Tobin responded with a flat stare.

“You’re damn creepy when you do that,” Bird waved as if warding off his previous request. “Bird, it is.”

Bird took a long swig of his bottle, before finally answering Tobin’s initial question. “The disappearances— it all started a few weeks back. A college student went missing, mysterious circumstances. No one batted an eye.”

Tobin nodded. People disappeared all the time, after all. “But it didn’t stop there.”

“Wish it did,” Bird shrugged with a sigh and set the bottle on the counter. “Three more disappeared last week, and two a few days ago.”

“And the police aren’t handling this, because…?”

Bird pulled a folder from his satchel and handed it to Tobin.

“You need to join us in the modern age, Bird,” Tobin groused, but still pulled a document out of the folder. He began to examine it. “What am I looking at?”

“Police report from last week,” Bird explained as Tobin read through the file.

“Witness claims the kidnapper leapt twenty feet up in the air, carrying his screaming girlfriend away,” Tobin read the file out loud, throwing his informant a dubious look. “Disconcerting, but he could have been on something. People see all sorts of things while under the influence. You have anything else?”

Without a word, Bird procured a few more folders from his satchel and held them out.

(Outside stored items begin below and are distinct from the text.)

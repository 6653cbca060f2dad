//! REST collaborators: artifact creation, per-project reference data, and
//! best-effort conversation persistence.
//!
//! The core treats these endpoints as black boxes — only their response
//! shapes matter here. No request timeout is enforced at this layer; a hung
//! fetch leaves its consumer in a loading state.

use async_trait::async_trait;
use reqwest::Client;
use serde_json::{Map, Value};

use crate::chat::ArtifactKind;

/// The five per-project reference-data kinds backing the selectors.
#[derive(Debug, Clone, Copy, PartialEq, Eq, Hash)]
pub enum RefKind {
    Members,
    Labels,
    Cycles,
    Modules,
    SubStates,
}

impl RefKind {
    pub const ALL: [RefKind; 5] = [
        RefKind::Members,
        RefKind::Labels,
        RefKind::Cycles,
        RefKind::Modules,
        RefKind::SubStates,
    ];

    /// Path segment under `/api/projects/{id}/`.
    pub fn path_segment(&self) -> &'static str {
        match self {
            RefKind::Members => "members",
            RefKind::Labels => "labels",
            RefKind::Cycles => "cycles",
            RefKind::Modules => "modules",
            RefKind::SubStates => "sub-states",
        }
    }
}

/// One reference entity, normalized: an id, a display name, and whatever
/// else the endpoint sent, preserved verbatim.
#[derive(Debug, Clone, PartialEq)]
pub struct RefEntity {
    pub id: String,
    pub name: String,
    pub extra: Map<String, Value>,
}

impl RefEntity {
    /// Normalize one entity object. Ids may arrive as strings or numbers;
    /// display names under several keys depending on the endpoint.
    pub fn from_value(value: &Value) -> Option<RefEntity> {
        let obj = value.as_object()?;
        let id = match obj.get("id")? {
            Value::String(s) => s.clone(),
            Value::Number(n) => n.to_string(),
            _ => return None,
        };
        let name = ["name", "display_name", "title"]
            .iter()
            .find_map(|k| obj.get(*k).and_then(Value::as_str))
            .unwrap_or_default()
            .to_string();
        let mut extra = obj.clone();
        extra.remove("id");
        Some(RefEntity { id, name, extra })
    }
}

/// A reference list, always well-typed even when empty.
#[derive(Debug, Clone, Default, PartialEq)]
pub struct RefList {
    pub data: Vec<RefEntity>,
}

/// The server's record of a persisted artifact.
#[derive(Debug, Clone, PartialEq)]
pub struct SavedArtifact {
    pub id: String,
    /// Outbound "View" link, when the entity kind provides one.
    pub link: Option<String>,
    pub raw: Value,
}

impl SavedArtifact {
    pub fn from_response(raw: Value) -> Result<SavedArtifact, ApiError> {
        let id = match raw.get("id") {
            Some(Value::String(s)) => s.clone(),
            Some(Value::Number(n)) => n.to_string(),
            _ => {
                return Err(ApiError::InvalidResponse(
                    "create response missing id".into(),
                ))
            }
        };
        let link = raw
            .get("link")
            .and_then(Value::as_str)
            .map(str::to_string);
        Ok(SavedArtifact { id, link, raw })
    }
}

/// A persisted conversation, for history reload after reconnect.
#[derive(Debug, Clone)]
pub struct ConversationSummary {
    pub id: String,
    pub title: Option<String>,
    pub updated_at: Option<String>,
}

/// Errors from REST operations.
#[derive(Debug, thiserror::Error)]
pub enum ApiError {
    #[error("HTTP error: {0}")]
    Http(#[from] reqwest::Error),

    #[error("API error (status {status}): {message}")]
    Api { status: u16, message: String },

    #[error("invalid response: {0}")]
    InvalidResponse(String),
}

/// Artifact creation and the uncached entity lists.
#[async_trait]
pub trait ArtifactApi: Send + Sync {
    async fn create_artifact(
        &self,
        kind: ArtifactKind,
        payload: Value,
    ) -> Result<SavedArtifact, ApiError>;

    /// Epics and features back their selectors directly, outside the
    /// reference-data cache.
    async fn list_epics(&self, project_id: &str) -> Result<RefList, ApiError>;
    async fn list_features(&self, project_id: &str) -> Result<RefList, ApiError>;
}

/// Per-project reference-data reads, one call per kind.
#[async_trait]
pub trait ReferenceApi: Send + Sync {
    async fn fetch_reference(
        &self,
        kind: RefKind,
        project_id: &str,
    ) -> Result<RefList, ApiError>;
}

/// Collection path for an artifact kind's create endpoint.
pub fn artifact_path(kind: ArtifactKind) -> &'static str {
    match kind {
        ArtifactKind::WorkItem => "work-items",
        ArtifactKind::Page => "pages",
        ArtifactKind::Epic => "epics",
        ArtifactKind::Cycle => "cycles",
        ArtifactKind::Module => "modules",
        ArtifactKind::Feature => "features",
        ArtifactKind::UserStory => "user-stories",
        ArtifactKind::Project => "projects",
    }
}

/// Normalize a reference-data response body into a flat list.
///
/// Most endpoints return `{"data": [...]}`. Cycles return groups keyed by
/// status (`UPCOMING`/`ACTIVE`/`COMPLETED`); those flatten into one list
/// with each entity tagged by its group.
pub fn parse_reference_payload(body: &Value) -> RefList {
    let mut data = Vec::new();

    if let Some(items) = body.get("data").and_then(Value::as_array) {
        data.extend(items.iter().filter_map(RefEntity::from_value));
    } else if let Some(obj) = body.as_object() {
        for (group, items) in obj {
            if let Some(items) = items.as_array() {
                for item in items {
                    if let Some(mut entity) = RefEntity::from_value(item) {
                        entity
                            .extra
                            .insert("group".into(), Value::String(group.clone()));
                        data.push(entity);
                    }
                }
            }
        }
    } else if let Some(items) = body.as_array() {
        data.extend(items.iter().filter_map(RefEntity::from_value));
    }

    RefList { data }
}

/// HTTP client for the project-management REST API.
#[derive(Debug)]
pub struct RestClient {
    http: Client,
    base_url: String,
    token: String,
}

impl RestClient {
    pub fn new(base_url: String, token: String) -> Self {
        Self {
            http: Client::new(),
            base_url: base_url.trim_end_matches('/').to_string(),
            token,
        }
    }

    async fn get_json(&self, path: &str) -> Result<Value, ApiError> {
        let url = format!("{}{path}", self.base_url);
        let response = self
            .http
            .get(&url)
            .bearer_auth(&self.token)
            .send()
            .await?;
        Self::read_body(response).await
    }

    async fn post_json(&self, path: &str, body: &Value) -> Result<Value, ApiError> {
        let url = format!("{}{path}", self.base_url);
        let response = self
            .http
            .post(&url)
            .bearer_auth(&self.token)
            .json(body)
            .send()
            .await?;
        Self::read_body(response).await
    }

    /// Non-2xx bodies are surfaced verbatim as error text, whether the
    /// server sent JSON or plain text.
    async fn read_body(response: reqwest::Response) -> Result<Value, ApiError> {
        let status = response.status().as_u16();
        if status >= 400 {
            let body = response.text().await.unwrap_or_else(|_| "(no body)".into());
            return Err(ApiError::Api {
                status,
                message: body,
            });
        }
        response
            .json()
            .await
            .map_err(|e| ApiError::InvalidResponse(format!("failed to parse response: {e}")))
    }

    // ── Conversation persistence (best-effort) ──

    pub async fn list_conversations(&self) -> Result<Vec<ConversationSummary>, ApiError> {
        let body = self.get_json("/api/conversations").await?;
        let items = body
            .get("data")
            .and_then(Value::as_array)
            .or_else(|| body.as_array())
            .cloned()
            .unwrap_or_default();
        Ok(items
            .iter()
            .filter_map(|item| {
                let id = item.get("id").and_then(Value::as_str)?.to_string();
                Some(ConversationSummary {
                    id,
                    title: item.get("title").and_then(Value::as_str).map(Into::into),
                    updated_at: item
                        .get("updated_at")
                        .and_then(Value::as_str)
                        .map(Into::into),
                })
            })
            .collect())
    }

    /// Raw persisted messages for one conversation, used to reload history
    /// after a reconnect (the socket itself does not replay missed events).
    pub async fn conversation_messages(
        &self,
        conversation_id: &str,
    ) -> Result<Vec<Value>, ApiError> {
        let body = self
            .get_json(&format!("/api/conversations/{conversation_id}/messages"))
            .await?;
        Ok(body
            .get("data")
            .and_then(Value::as_array)
            .or_else(|| body.as_array())
            .cloned()
            .unwrap_or_default())
    }

    pub async fn post_reaction(
        &self,
        message_id: &str,
        reaction: &str,
    ) -> Result<(), ApiError> {
        self.post_json(
            &format!("/api/messages/{message_id}/reactions"),
            &serde_json::json!({ "reaction": reaction }),
        )
        .await?;
        Ok(())
    }
}

#[async_trait]
impl ArtifactApi for RestClient {
    async fn create_artifact(
        &self,
        kind: ArtifactKind,
        payload: Value,
    ) -> Result<SavedArtifact, ApiError> {
        let body = self
            .post_json(&format!("/api/{}", artifact_path(kind)), &payload)
            .await?;
        SavedArtifact::from_response(body)
    }

    async fn list_epics(&self, project_id: &str) -> Result<RefList, ApiError> {
        let body = self
            .get_json(&format!("/api/projects/{project_id}/epics"))
            .await?;
        Ok(parse_reference_payload(&body))
    }

    async fn list_features(&self, project_id: &str) -> Result<RefList, ApiError> {
        let body = self
            .get_json(&format!("/api/projects/{project_id}/features"))
            .await?;
        Ok(parse_reference_payload(&body))
    }
}

#[async_trait]
impl ReferenceApi for RestClient {
    async fn fetch_reference(
        &self,
        kind: RefKind,
        project_id: &str,
    ) -> Result<RefList, ApiError> {
        let body = self
            .get_json(&format!(
                "/api/projects/{project_id}/{}",
                kind.path_segment()
            ))
            .await?;
        Ok(parse_reference_payload(&body))
    }
}

#[cfg(test)]
mod tests {
    use super::*;

    #[test]
    fn artifact_paths() {
        assert_eq!(artifact_path(ArtifactKind::WorkItem), "work-items");
        assert_eq!(artifact_path(ArtifactKind::UserStory), "user-stories");
        assert_eq!(artifact_path(ArtifactKind::Project), "projects");
    }

    #[test]
    fn entity_normalizes_numeric_id_and_name_aliases() {
        let member = RefEntity::from_value(&serde_json::json!({
            "id": 42, "display_name": "Ada", "role": "admin"
        }))
        .unwrap();
        assert_eq!(member.id, "42");
        assert_eq!(member.name, "Ada");
        assert_eq!(member.extra["role"], "admin");

        let label = RefEntity::from_value(&serde_json::json!({
            "id": "l1", "name": "bug", "color": "#d73a4a"
        }))
        .unwrap();
        assert_eq!(label.name, "bug");
    }

    #[test]
    fn entity_without_id_is_skipped() {
        assert!(RefEntity::from_value(&serde_json::json!({"name": "orphan"})).is_none());
        assert!(RefEntity::from_value(&serde_json::json!("just a string")).is_none());
    }

    #[test]
    fn flat_reference_payload() {
        let list = parse_reference_payload(&serde_json::json!({
            "data": [
                {"id": "m1", "name": "alpha"},
                {"id": "m2", "name": "beta"},
                "garbage"
            ]
        }));
        assert_eq!(list.data.len(), 2);
        assert_eq!(list.data[1].name, "beta");
    }

    #[test]
    fn grouped_cycles_flatten_with_group_tag() {
        let list = parse_reference_payload(&serde_json::json!({
            "UPCOMING": [{"id": "c1", "name": "Sprint 12"}],
            "ACTIVE": [{"id": "c2", "name": "Sprint 11"}],
            "COMPLETED": []
        }));
        assert_eq!(list.data.len(), 2);
        let active = list.data.iter().find(|e| e.id == "c2").unwrap();
        assert_eq!(active.extra["group"], "ACTIVE");
    }

    #[test]
    fn saved_artifact_requires_id() {
        let ok = SavedArtifact::from_response(serde_json::json!({
            "id": "w9", "title": "Fix login", "link": "https://app/w9"
        }))
        .unwrap();
        assert_eq!(ok.id, "w9");
        assert_eq!(ok.link.as_deref(), Some("https://app/w9"));

        let err = SavedArtifact::from_response(serde_json::json!({"title": "no id"}));
        assert!(matches!(err, Err(ApiError::InvalidResponse(_))));
    }

    #[test]
    fn error_display() {
        let err = ApiError::Api {
            status: 422,
            message: "title is required".into(),
        };
        assert!(err.to_string().contains("422"));
        assert!(err.to_string().contains("title is required"));
    }

    #[test]
    fn base_url_trailing_slash_trimmed() {
        let client = RestClient::new("https://api.example.com/".into(), "t".into());
        assert_eq!(client.base_url, "https://api.example.com");
    }
}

Tobin blinked, placed the file on the counter and went through the provided items. They all seemed to tell the same story; a monstrous creature able to snatch people and escape with them, leaping incredible distances. All of the victims were women between the ages of 20 and 30.

This is starting to paint a not-so-pretty picture.

“I see.”

“You think this is from your side of the yard?” Bird’s mood shifted from somber to excited in the blink of an eye.

Tobin held up a hand, forestalling any further questions. “Perhaps. Let’s talk rates.”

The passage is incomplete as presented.